India’s power generation grew at the fastest pace in over three decades in the fiscal year ended March 2023, an analysis of government data has shown.
Intense summer heatwaves, a colder-than-usual winter in northern India and an economic recovery led to a jump in electricity demand, forcing India to crank up output from coal plants and solar farms as it scrambled to avoid power cuts.
However, the jump power generation also fuelled a sharp surge in emissions as output from both coal-fired and renewable plants hit records.
India’s power generation rose 11.5% to 1,591.11 billion kilowatt-hours (kWh), or units, in the 2022-23 fiscal year, an analysis of daily load data from regulator Grid-India showed. That was the sharpest increase since the fiscal year that ended in March 1990.

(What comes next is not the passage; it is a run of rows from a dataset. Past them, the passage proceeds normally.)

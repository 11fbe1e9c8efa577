use indexmap::IndexMap;
use std::sync::OnceLock;

use crate::svg::VectorStructure;

/// Category label the classifier falls back to when the reply matches no
/// known category.
pub const DEFAULT_CATEGORY: &str = "object";

/// Instruction for the automatic refinement pass; fixed, never
/// user-supplied.
pub const REFINEMENT_INSTRUCTION: &str = "Improve the connections between strokes and \
naturalize the drawing with organic, realistic lines. Keep the same subject, composition \
and palette.";

static TEMPLATES: OnceLock<IndexMap<&'static str, &'static str>> = OnceLock::new();

/// Per-category drawing guidance, keyed by classifier label. Order matters
/// only for listing; lookup is by exact label.
pub fn category_templates() -> &'static IndexMap<&'static str, &'static str> {
    TEMPLATES.get_or_init(|| {
        IndexMap::from([
            (
                "character",
                "Draw a stylized person or figure with a clear silhouette, simple facial \
                 features and distinct limbs.",
            ),
            (
                "animal",
                "Draw the animal in profile or three-quarter view with recognizable anatomy \
                 and a friendly, clean outline.",
            ),
            (
                "tree",
                "Draw a tree with a visible trunk and an organic crown; vary branch thickness \
                 and avoid perfect symmetry.",
            ),
            (
                "plant",
                "Draw the plant with layered leaves or petals and natural curvature in the \
                 stems.",
            ),
            (
                "car",
                "Draw the vehicle in side view with proportional wheels, window cutouts and \
                 a grounded shadow line.",
            ),
            (
                "bicycle",
                "Draw the bicycle in side view with two equal wheels, a visible frame triangle, \
                 handlebar and saddle.",
            ),
            (
                "motorcycle",
                "Draw the motorcycle in side view with a heavier body mass over the rear wheel \
                 and a clear handlebar.",
            ),
            (
                "airplane",
                "Draw the airplane with a fuselage, swept wings and a tail fin, seen slightly \
                 from the side.",
            ),
            (
                "helicopter",
                "Draw the helicopter with a cabin, tail boom, main rotor and tail rotor.",
            ),
            (
                "boat",
                "Draw the boat floating on a simple waterline with a visible hull and \
                 superstructure or sail.",
            ),
            (
                "building",
                "Draw the building front-on with aligned windows, a clear entrance and a \
                 distinct roofline.",
            ),
            (
                "object",
                "Draw the object centered, at a readable scale, with clean outlines and flat \
                 color fills.",
            ),
            (
                "landscape",
                "Draw the scene with layered depth planes, a horizon line and a simple sky.",
            ),
            (
                "logo",
                "Draw a bold, flat, centered emblem that stays readable at small sizes.",
            ),
            (
                "abstract",
                "Draw a balanced abstract composition of overlapping shapes with a limited \
                 palette.",
            ),
        ])
    })
}

/// Guidance for a label, falling back to the default category's template
/// when the label is unknown.
pub fn template_for(label: &str) -> &'static str {
    let templates = category_templates();
    templates
        .get(label)
        .or_else(|| templates.get(DEFAULT_CATEGORY))
        .copied()
        .unwrap_or("")
}

/// Prompt asking the model to pick one category label for the user prompt.
pub fn classification_prompt(user_prompt: &str) -> String {
    let labels: Vec<&str> = category_templates().keys().copied().collect();
    format!(
        "Classify the following drawing request into exactly one of these categories: {}. \
         Reply with the category name only, lowercase, no punctuation.\n\nRequest: {}",
        labels.join(", "),
        user_prompt
    )
}

/// Prompt for the first drafting pass, combining category guidance with
/// the user's request.
pub fn draft_prompt(label: &str, user_prompt: &str) -> String {
    format!(
        "Create an SVG drawing of: {user_prompt}\n\n{}\n\nUse a square viewBox \
         (0 0 1024 1024), only path, rect, circle, ellipse, line and polygon elements, \
         flat fills, and no external references. Reply with JSON of the form \
         {{\"svg\": \"<svg ...>...</svg>\"}} and nothing else.",
        template_for(label)
    )
}

/// Prompt for a refinement pass over an existing drawing; the instruction
/// is either [`REFINEMENT_INSTRUCTION`] or a user-supplied one.
pub fn refinement_prompt(vector_markup: &str, instruction: &str) -> String {
    format!(
        "{instruction}\n\nCurrent SVG:\n{vector_markup}\n\nReply with JSON of the form \
         {{\"svg\": \"<svg ...>...</svg>\"}} and nothing else."
    )
}

/// Prompt asking for a declarative scene graph built from a 2D drawing.
/// The structure summary is best effort; when analysis failed the prompt
/// simply omits it.
pub fn scene_prompt(
    user_prompt: &str,
    vector_markup: &str,
    structure: Option<&VectorStructure>,
) -> String {
    let mut prompt = format!(
        "Design a simple 3D scene for: {user_prompt}\n\nReply with JSON of the form \
         {{\"objects\": [...]}} where each object has \"type\" (one of \"extrude_svg\", \
         \"sphere\", \"box\", \"cylinder\", \"cone\"), \"material\" ({{\"color\", \
         \"metalness\", \"roughness\"}}), \"geometry\" (dimensions for its type), \
         \"position\" ({{\"x\", \"y\", \"z\"}}) and optional \"scale\". Reply with the \
         JSON only."
    );
    if let Some(structure) = structure {
        prompt.push_str(&format!(
            "\n\nThe source drawing is {:.0}x{:.0} with {} shapes",
            structure.width, structure.height, structure.shape_count
        ));
        let colors: Vec<&str> = structure
            .shapes
            .iter()
            .filter_map(|shape| shape.color.as_deref())
            .collect();
        if !colors.is_empty() {
            prompt.push_str(&format!(" using colors {}", colors.join(", ")));
        }
        prompt.push('.');
    }
    prompt.push_str("\n\nSource SVG:\n");
    prompt.push_str(vector_markup);
    prompt
}
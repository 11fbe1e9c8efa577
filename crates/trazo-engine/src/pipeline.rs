use serde_json::Value;
use trazo_contracts::scene::SceneDescription;

use crate::client::{extract_vector_markup, GenerativeClient, Transport};
use crate::error::PipelineError;
use crate::prompts;
use crate::raster;
use crate::scene::compile_scene;
use crate::svg;

/// Result of a 2D generation or improvement pass.
#[derive(Debug, Clone, PartialEq)]
pub struct VectorOutput {
    pub vector_content: String,
    pub raster_content: String,
}

/// Result of a 3D build: the exported scene plus the declarative graph it
/// was built from, retained so the build can be repeated or edited later.
#[derive(Debug, Clone, PartialEq)]
pub struct SceneOutput {
    pub scene_data: Value,
    pub scene_description: SceneDescription,
}

/// Chained generation stages over a [`GenerativeClient`]. Every exposed
/// operation is a fixed call sequence; the first failing stage aborts the
/// whole operation with its own error.
pub struct Pipeline<T: Transport> {
    client: GenerativeClient<T>,
    model: String,
}

impl<T: Transport> Pipeline<T> {
    pub fn new(client: GenerativeClient<T>, model: impl Into<String>) -> Self {
        Self {
            client,
            model: model.into(),
        }
    }

    pub fn client(&self) -> &GenerativeClient<T> {
        &self.client
    }

    pub fn model(&self) -> &str {
        &self.model
    }

    /// Classifies the request into a category label. The reply is used
    /// verbatim after trimming and lowercasing; an unrecognized label is
    /// not an error, it falls through to the default template downstream.
    pub fn classify_prompt(&self, user_prompt: &str) -> Result<String, PipelineError> {
        let reply = self
            .client
            .call_text(&self.model, &prompts::classification_prompt(user_prompt))?;
        Ok(reply.trim().to_lowercase())
    }

    /// First drafting pass, guided by the category's template.
    pub fn draft_vector(&self, label: &str, user_prompt: &str) -> Result<String, PipelineError> {
        let reply = self
            .client
            .call_structured(&self.model, &prompts::draft_prompt(label, user_prompt))?;
        vector_field(&reply, "draft")
    }

    /// Refinement pass over existing markup with the given instruction.
    pub fn detail_pass(
        &self,
        vector_markup: &str,
        instruction: &str,
    ) -> Result<String, PipelineError> {
        let reply = self.client.call_structured(
            &self.model,
            &prompts::refinement_prompt(vector_markup, instruction),
        )?;
        vector_field(&reply, "detail")
    }

    /// Full 2D generation: classify, draft, refine, rasterize.
    pub fn generate_vector_image(&self, user_prompt: &str) -> Result<VectorOutput, PipelineError> {
        let label = self.classify_prompt(user_prompt)?;
        let draft = self.draft_vector(&label, user_prompt)?;
        let refined = self.detail_pass(&draft, prompts::REFINEMENT_INSTRUCTION)?;
        self.finish_vector(refined)
    }

    /// User-directed improvement of existing markup: refine, rasterize.
    pub fn improve_vector_image(
        &self,
        vector_markup: &str,
        instruction: &str,
    ) -> Result<VectorOutput, PipelineError> {
        let refined = self.detail_pass(vector_markup, instruction)?;
        self.finish_vector(refined)
    }

    fn finish_vector(&self, vector_content: String) -> Result<VectorOutput, PipelineError> {
        let raster_content = raster::rasterize(&vector_content)?;
        Ok(VectorOutput {
            vector_content,
            raster_content,
        })
    }

    /// Derives a 3D scene from a 2D drawing: best-effort structure
    /// analysis, one structured scene-graph call, then a local build.
    pub fn build_scene_from_vector(
        &self,
        vector_markup: &str,
        user_prompt: &str,
    ) -> Result<SceneOutput, PipelineError> {
        let structure = svg::analyze(vector_markup);
        let reply = self.client.call_structured(
            &self.model,
            &prompts::scene_prompt(user_prompt, vector_markup, structure.as_ref()),
        )?;
        let description = SceneDescription::from_value(reply).map_err(PipelineError::InvalidScene)?;
        let compiled = compile_scene(&description, structure.as_ref())?;
        Ok(SceneOutput {
            scene_data: compiled.embedded_document(),
            scene_description: description,
        })
    }

    /// Edits a 3D scene by fully regenerating it from the original source
    /// drawing under the new instruction; the previous description is
    /// accepted for symmetry but not consulted.
    pub fn edit_scene(
        &self,
        _previous: Option<&SceneDescription>,
        original_vector_markup: &str,
        new_user_prompt: &str,
    ) -> Result<SceneOutput, PipelineError> {
        self.build_scene_from_vector(original_vector_markup, new_user_prompt)
    }
}

/// Reads the vector-markup field out of a structured reply.
fn vector_field(reply: &Value, stage: &'static str) -> Result<String, PipelineError> {
    let raw = reply
        .get("svg")
        .or_else(|| reply.get("svgContent"))
        .or_else(|| reply.get("vectorContent"))
        .and_then(Value::as_str)
        .ok_or(PipelineError::MissingVector { stage })?;
    let markup = extract_vector_markup(raw);
    if markup.trim_start().starts_with("<svg") {
        Ok(markup)
    } else {
        Err(PipelineError::MissingVector { stage })
    }
}
use resvg::usvg;

/// Best-effort structural summary of a vector drawing, fed into the scene
/// prompt. Analysis failure degrades to `None`, never an error.
#[derive(Debug, Clone, PartialEq)]
pub struct VectorStructure {
    pub shape_count: usize,
    pub shapes: Vec<ShapeInfo>,
    pub width: f32,
    pub height: f32,
}

#[derive(Debug, Clone, PartialEq)]
pub struct ShapeInfo {
    pub id: Option<String>,
    pub color: Option<String>,
}

/// Parses the markup and summarizes its drawable shapes. Gradients and
/// patterns are treated as colorless.
pub fn analyze(vector_markup: &str) -> Option<VectorStructure> {
    let tree = crate::raster::parse_tree(vector_markup).ok()?;
    let mut shapes = Vec::new();
    collect_shapes(tree.root(), &mut shapes);
    Some(VectorStructure {
        shape_count: shapes.len(),
        shapes,
        width: tree.size().width(),
        height: tree.size().height(),
    })
}

fn collect_shapes(group: &usvg::Group, shapes: &mut Vec<ShapeInfo>) {
    for node in group.children() {
        match node {
            usvg::Node::Group(child) => collect_shapes(child, shapes),
            usvg::Node::Path(path) => {
                let id = Some(path.id().to_string()).filter(|id| !id.is_empty());
                let color = path.fill().and_then(|fill| match fill.paint() {
                    usvg::Paint::Color(color) => Some(format!(
                        "#{:02x}{:02x}{:02x}",
                        color.red, color.green, color.blue
                    )),
                    _ => None,
                });
                shapes.push(ShapeInfo { id, color });
            }
            _ => {}
        }
    }
}
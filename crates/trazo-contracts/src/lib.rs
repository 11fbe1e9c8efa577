pub mod events;
pub mod gallery;
pub mod keyring;
pub mod scene;
pub mod transfer;

/// Default generation model used when the caller does not pick one.
pub const DEFAULT_MODEL: &str = "gemini-2.5-flash-preview-09-2025";

/// Milliseconds since the UNIX epoch, the base for gallery item ids.
pub fn timestamp_millis() -> u128 {
    std::time::SystemTime::now()
        .duration_since(std::time::UNIX_EPOCH)
        .map(|duration| duration.as_millis())
        .unwrap_or(0)
}
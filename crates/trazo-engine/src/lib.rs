pub mod client;
pub mod error;
pub mod pipeline;
pub mod prompts;
pub mod raster;
pub mod scene;
pub mod studio;
pub mod svg;

pub use client::{GenerativeClient, HttpTransport, Transport, WireResponse};
pub use error::{ApiError, PipelineError, RasterError};
pub use pipeline::Pipeline;
pub use studio::Studio;

/// Shortens long prompt text for logs and notifications.
pub fn truncate_text(text: &str, max_chars: usize) -> String {
    let mut result = String::new();
    for (index, character) in text.chars().enumerate() {
        if index >= max_chars {
            result.push('…');
            return result;
        }
        result.push(character);
    }
    result
}

#[cfg(test)]
mod tests {
    use super::truncate_text;

    #[test]
    fn truncate_text_appends_ellipsis_only_when_needed() {
        assert_eq!(truncate_text("short", 10), "short");
        assert_eq!(truncate_text("abcdef", 3), "abc…");
    }
}
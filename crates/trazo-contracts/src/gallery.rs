use std::sync::atomic::{AtomicU64, Ordering};
use std::sync::{Arc, Mutex, PoisonError};

use serde::{Deserialize, Serialize};
use serde_json::Value;

use crate::scene::SceneDescription;
use crate::timestamp_millis;

static LAST_STAMP: AtomicU64 = AtomicU64::new(0);

/// Millisecond timestamp, bumped past the previous one so ids allocated
/// within the same instant stay unique and ordered.
fn next_stamp() -> u64 {
    let now = timestamp_millis() as u64;
    let mut prev = LAST_STAMP.load(Ordering::Relaxed);
    loop {
        let candidate = now.max(prev + 1);
        match LAST_STAMP.compare_exchange(prev, candidate, Ordering::Relaxed, Ordering::Relaxed) {
            Ok(_) => return candidate,
            Err(latest) => prev = latest,
        }
    }
}

/// Lifecycle of a gallery item. `Pending` items are owned by exactly one
/// background task until it resolves them to `Completed` or `Error`; the
/// only way back to `Pending` is an explicit rework (improve / 3D edit).
#[derive(Debug, Clone, Copy, PartialEq, Eq, Serialize, Deserialize)]
#[serde(rename_all = "lowercase")]
pub enum ItemStatus {
    Pending,
    Completed,
    Error,
}

fn default_status() -> ItemStatus {
    ItemStatus::Completed
}

/// What kind of content an item carries, derived from its payload.
#[derive(Debug, Clone, Copy, PartialEq, Eq)]
pub enum ItemKind {
    Vector,
    Raster,
    Scene,
}

/// Content payload of a completed item. Exactly one variant is ever set;
/// the variant is the `kind` discriminant, so an item can never hold both
/// vector markup and scene data.
#[derive(Debug, Clone, PartialEq, Serialize, Deserialize)]
#[serde(untagged)]
pub enum ItemPayload {
    Vector {
        #[serde(rename = "vectorContent")]
        vector_content: String,
        /// Raster render of the vector markup. A cache: recomputable, and
        /// stripped from gallery exports.
        #[serde(rename = "rasterContent", skip_serializing_if = "Option::is_none")]
        raster_cache: Option<String>,
    },
    Scene {
        #[serde(rename = "sceneData")]
        scene_data: Value,
        #[serde(rename = "sceneDescription")]
        scene_description: SceneDescription,
        #[serde(rename = "sourcePrompt", skip_serializing_if = "Option::is_none")]
        source_prompt: Option<String>,
        /// Weak reference to the 2D item this model was built from.
        #[serde(rename = "originSourceItemId", skip_serializing_if = "Option::is_none")]
        origin_source_item_id: Option<String>,
    },
    Raster {
        #[serde(rename = "rasterContent")]
        raster_content: String,
    },
}

impl ItemPayload {
    pub fn kind(&self) -> ItemKind {
        match self {
            Self::Vector { .. } => ItemKind::Vector,
            Self::Raster { .. } => ItemKind::Raster,
            Self::Scene { .. } => ItemKind::Scene,
        }
    }

    pub fn vector_content(&self) -> Option<&str> {
        match self {
            Self::Vector { vector_content, .. } => Some(vector_content),
            _ => None,
        }
    }
}

/// Inputs snapshotted while a 3D build is in flight. Never serialized and
/// cleared when the owning task resolves.
#[derive(Debug, Clone, PartialEq)]
pub struct PendingWork {
    pub source_vector: String,
    pub prompt: String,
    pub model: String,
    pub origin_id: Option<String>,
}

#[derive(Debug, Clone, PartialEq, Serialize, Deserialize)]
pub struct GalleryItem {
    pub id: String,
    pub name: String,
    #[serde(default, skip_serializing_if = "Option::is_none")]
    pub prompt: Option<String>,
    #[serde(default = "default_status")]
    pub status: ItemStatus,
    #[serde(flatten)]
    pub payload: Option<ItemPayload>,
    #[serde(skip)]
    pub work: Option<PendingWork>,
}

impl GalleryItem {
    /// A fresh pending item, as created by every user-initiated action.
    pub fn pending(id: impl Into<String>, name: impl Into<String>) -> Self {
        Self {
            id: id.into(),
            name: name.into(),
            prompt: None,
            status: ItemStatus::Pending,
            payload: None,
            work: None,
        }
    }

    pub fn kind(&self) -> Option<ItemKind> {
        self.payload.as_ref().map(ItemPayload::kind)
    }

    /// Numeric interpretation of the id's leading timestamp, used for the
    /// newest-first gallery ordering.
    pub fn sort_stamp(&self) -> u128 {
        leading_digits(&self.id)
    }
}

fn leading_digits(id: &str) -> u128 {
    let digits: String = id.chars().take_while(char::is_ascii_digit).collect();
    digits.parse().unwrap_or(0)
}

/// Allocates `count` ids sharing one creation timestamp, with a sub-index
/// appended when the batch has more than one entry.
pub fn batch_ids(count: usize) -> Vec<String> {
    let base = next_stamp();
    if count <= 1 {
        return vec![base.to_string()];
    }
    (0..count).map(|index| format!("{base}-{index}")).collect()
}

/// Ordered collection of gallery items.
///
/// Items are stored in insertion order; [`GalleryStore::list`] recomputes
/// the newest-first presentation order on every call, purely from ids, so
/// items never reorder when their status changes. Every mutation bumps a
/// revision counter that the presentation layer polls to re-render.
#[derive(Debug, Default)]
pub struct GalleryStore {
    items: Vec<GalleryItem>,
    revision: u64,
}

impl GalleryStore {
    pub fn new() -> Self {
        Self::default()
    }

    pub fn revision(&self) -> u64 {
        self.revision
    }

    pub fn len(&self) -> usize {
        self.items.len()
    }

    pub fn is_empty(&self) -> bool {
        self.items.is_empty()
    }

    /// Appends an item; callers create items in `Pending` state except for
    /// synchronous copies (duplicate, import).
    pub fn create(&mut self, item: GalleryItem) {
        self.items.push(item);
        self.revision += 1;
    }

    pub fn get(&self, id: &str) -> Option<&GalleryItem> {
        self.items.iter().find(|item| item.id == id)
    }

    pub fn contains(&self, id: &str) -> bool {
        self.get(id).is_some()
    }

    /// Applies `apply` to the matching item. A no-op returning `false` when
    /// the id is unknown — the contract that makes completion updates from
    /// tasks whose item was deleted mid-flight harmless.
    pub fn update_with(&mut self, id: &str, apply: impl FnOnce(&mut GalleryItem)) -> bool {
        let Some(item) = self.items.iter_mut().find(|item| item.id == id) else {
            return false;
        };
        apply(item);
        self.revision += 1;
        true
    }

    /// Resolves a pending item with a content payload.
    pub fn complete(&mut self, id: &str, payload: ItemPayload) -> bool {
        self.update_with(id, |item| {
            item.status = ItemStatus::Completed;
            item.payload = Some(payload);
            item.work = None;
        })
    }

    /// Resolves a pending item as failed, replacing its display name with a
    /// user-facing label.
    pub fn fail(&mut self, id: &str, label: &str) -> bool {
        self.update_with(id, |item| {
            item.status = ItemStatus::Error;
            item.name = label.to_string();
            item.payload = None;
            item.work = None;
        })
    }

    /// Re-enters `Pending` for an improve / 3D-edit pass, reusing the item
    /// id and clearing the payload until the new task resolves.
    pub fn begin_rework(&mut self, id: &str, prompt: &str, work: Option<PendingWork>) -> bool {
        self.update_with(id, |item| {
            item.status = ItemStatus::Pending;
            item.prompt = Some(prompt.to_string());
            item.payload = None;
            item.work = work;
        })
    }

    pub fn remove(&mut self, id: &str) -> bool {
        let before = self.items.len();
        self.items.retain(|item| item.id != id);
        if self.items.len() == before {
            return false;
        }
        self.revision += 1;
        true
    }

    /// Synchronously copies a completed item under a fresh id.
    pub fn duplicate(&mut self, id: &str) -> Option<String> {
        let source = self.get(id)?;
        if source.status != ItemStatus::Completed {
            return None;
        }
        let mut copy = source.clone();
        copy.id = next_stamp().to_string();
        copy.name = format!("{} (copy)", source.name);
        let new_id = copy.id.clone();
        self.create(copy);
        Some(new_id)
    }

    /// Items sorted newest-first by the numeric leading timestamp of their
    /// id; stable for same-instant batches.
    pub fn list(&self) -> Vec<GalleryItem> {
        let mut sorted = self.items.clone();
        sorted.sort_by(|a, b| b.sort_stamp().cmp(&a.sort_stamp()));
        sorted
    }
}

/// Cheaply clonable handle shared between the presentation layer and the
/// background tasks. Each task owns exactly one item id and only ever goes
/// through the id-keyed operations, so interleaved updates stay commutative.
#[derive(Debug, Clone, Default)]
pub struct SharedGallery {
    inner: Arc<Mutex<GalleryStore>>,
}

impl SharedGallery {
    pub fn new() -> Self {
        Self::default()
    }

    pub fn with<R>(&self, access: impl FnOnce(&mut GalleryStore) -> R) -> R {
        let mut guard = self.inner.lock().unwrap_or_else(PoisonError::into_inner);
        access(&mut guard)
    }

    pub fn get(&self, id: &str) -> Option<GalleryItem> {
        self.with(|store| store.get(id).cloned())
    }

    pub fn list(&self) -> Vec<GalleryItem> {
        self.with(|store| store.list())
    }

    pub fn revision(&self) -> u64 {
        self.with(|store| store.revision())
    }
}

#[cfg(test)]
mod tests {
    use serde_json::json;

    use super::{batch_ids, GalleryItem, GalleryStore, ItemKind, ItemPayload, ItemStatus};

    fn vector_payload(markup: &str) -> ItemPayload {
        ItemPayload::Vector {
            vector_content: markup.to_string(),
            raster_cache: Some("data:image/png;base64,AAAA".to_string()),
        }
    }

    #[test]
    fn list_orders_newest_first_by_leading_timestamp() {
        let mut store = GalleryStore::new();
        store.create(GalleryItem::pending("100", "old"));
        store.create(GalleryItem::pending("300-0", "newest"));
        store.create(GalleryItem::pending("200-0", "middle"));
        let names: Vec<String> = store.list().into_iter().map(|item| item.name).collect();
        assert_eq!(names, ["newest", "middle", "old"]);
    }

    #[test]
    fn status_changes_never_reorder_items() {
        let mut store = GalleryStore::new();
        store.create(GalleryItem::pending("100", "a"));
        store.create(GalleryItem::pending("200", "b"));
        store.complete("100", vector_payload("<svg/>"));
        let ids: Vec<String> = store.list().into_iter().map(|item| item.id).collect();
        assert_eq!(ids, ["200", "100"]);
    }

    #[test]
    fn update_on_unknown_id_is_a_noop() {
        let mut store = GalleryStore::new();
        store.create(GalleryItem::pending("100", "a"));
        let revision = store.revision();
        assert!(!store.update_with("missing", |item| item.name = "changed".to_string()));
        assert_eq!(store.revision(), revision);
        assert_eq!(store.len(), 1);
    }

    #[test]
    fn deleted_item_does_not_reappear_when_its_task_resolves() {
        let mut store = GalleryStore::new();
        store.create(GalleryItem::pending("100", "doomed"));
        assert!(store.remove("100"));
        // The task completes later; the id-keyed update must be a no-op.
        assert!(!store.complete("100", vector_payload("<svg/>")));
        assert!(store.is_empty());
    }

    #[test]
    fn complete_clears_transient_work_fields() {
        let mut store = GalleryStore::new();
        let mut item = GalleryItem::pending("100", "3d build");
        item.work = Some(super::PendingWork {
            source_vector: "<svg/>".to_string(),
            prompt: "make it metal".to_string(),
            model: "model-x".to_string(),
            origin_id: Some("90".to_string()),
        });
        store.create(item);
        store.complete(
            "100",
            ItemPayload::Scene {
                scene_data: json!({ "asset": { "version": "2.0" } }),
                scene_description: crate::scene::SceneDescription { objects: vec![] },
                source_prompt: Some("make it metal".to_string()),
                origin_source_item_id: Some("90".to_string()),
            },
        );
        let item = store.get("100").unwrap();
        assert!(item.work.is_none());
        assert_eq!(item.status, ItemStatus::Completed);
        assert_eq!(item.kind(), Some(ItemKind::Scene));
    }

    #[test]
    fn rework_reuses_id_and_clears_payload() {
        let mut store = GalleryStore::new();
        store.create(GalleryItem::pending("100", "cactus"));
        store.complete("100", vector_payload("<svg/>"));
        assert!(store.begin_rework("100", "more spikes", None));
        let item = store.get("100").unwrap();
        assert_eq!(item.status, ItemStatus::Pending);
        assert!(item.payload.is_none());
        assert_eq!(item.prompt.as_deref(), Some("more spikes"));
    }

    #[test]
    fn fail_replaces_name_with_label() {
        let mut store = GalleryStore::new();
        store.create(GalleryItem::pending("100", "cactus"));
        store.fail("100", "generation failed");
        let item = store.get("100").unwrap();
        assert_eq!(item.status, ItemStatus::Error);
        assert_eq!(item.name, "generation failed");
        assert!(item.payload.is_none());
    }

    #[test]
    fn duplicate_copies_completed_items_only() {
        let mut store = GalleryStore::new();
        store.create(GalleryItem::pending("100", "cactus"));
        assert_eq!(store.duplicate("100"), None);
        store.complete("100", vector_payload("<svg/>"));
        let copy_id = store.duplicate("100").unwrap();
        assert_ne!(copy_id, "100");
        let copy = store.get(&copy_id).unwrap();
        assert_eq!(copy.name, "cactus (copy)");
        assert_eq!(copy.status, ItemStatus::Completed);
    }

    #[test]
    fn batch_ids_share_one_timestamp_with_sub_indexes() {
        let ids = batch_ids(3);
        assert_eq!(ids.len(), 3);
        let stamps: Vec<&str> = ids
            .iter()
            .map(|id| id.split('-').next().unwrap_or(""))
            .collect();
        assert!(stamps.windows(2).all(|pair| pair[0] == pair[1]));
        assert!(ids[0].ends_with("-0"));
        assert!(ids[2].ends_with("-2"));
    }

    #[test]
    fn payload_serializes_with_interchange_field_names() {
        let item = GalleryItem {
            id: "100".to_string(),
            name: "cactus".to_string(),
            prompt: None,
            status: ItemStatus::Completed,
            payload: Some(vector_payload("<svg/>")),
            work: None,
        };
        let value = serde_json::to_value(&item).unwrap();
        assert_eq!(value["vectorContent"], json!("<svg/>"));
        assert!(value.get("rasterContent").is_some());
        assert!(value.get("work").is_none());
    }
}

Output from plants running on fossil fuels rose 11.2%, the quickest growth in over three decades, thanks to a 12.4% surge in electricity production from coal, the analysis showed. That offset a 28.7% decline in generation from cleaner gas-fired plants as a global spike in LNG prices deterred usage.
In the new fiscal year that began April 1, Indian power plants are expected to burn about 8% more coal.
The rapid acceleration in India’s coal-fired output to address a spike in power demand underscores challenges faced by the world’s third largest greenhouse gas-emitter in weaning its economy off carbon, as it attempts to ensure energy security to around 1.4 billion Indians.
Total power supplied during the last fiscal year was 1509.15 billion kWh, 8.4% higher than a year earlier but still 6.69 billion units short of demand, the widest deficit in six years.
Electricity generated from coal rose to 1,162.91 billion kWh, the data showed, with its share in overall output rising to 73% – the highest level since the year ending March 2019.
Many major countries boosted coal use in the 12 months due to Russia’s invasion of Ukraine, but the rise was steepest in India, data from energy think-tank Ember shows.
India’s Central Electricity authority estimates that 1 million kWh of power produced from coal generates 975 tonnes of carbon dioxide, while the same amount of power generated from gas produces 475 tonnes. A plant fired by lignite, known as brown coal, emits 1,280 tonnes to produce equivalent power.
Increased fossil fuel burning for power in the world’s fifth largest economy drove up CO2 emissions during the year by nearly a sixth, to 1.15 billion tonnes, Reuters calculations based on government data and emissions estimates show.
That is 3.4% of the International Energy Agency’s estimate of annual global emissions of 33.8 billion tonnes in 2022.
The Indian government has defended its high coal use citing lower per capita emissions compared with richer nations and rising renewable energy output.
After missing a target to install 175 GW in renewable energy capacity by 2022, India is trying to boost non-fossil capacity – solar and wind energy, nuclear and hydro power, and bio-power – to 500 GW by 2030.
India’s solar capacity additions have risen by about a fifth during the just-ended fiscal year, boosting its renewable energy output by a record 33.3 billion units, or 21.7%, to 187.1 billion units.
The green energy output helped prevent as much as 32.5 million tonnes of CO2 emissions from power that would otherwise likely have been produced with coal, calculations show.
The share of renewables in power generation, excluding big hydro and nuclear power, rose to 11.8% in 2022/23, compared with 10.8% the previous year, the data showed, driven mainly by a 35% increase in solar output.
NOTE: The photo on this report was changed on April 5, 2023.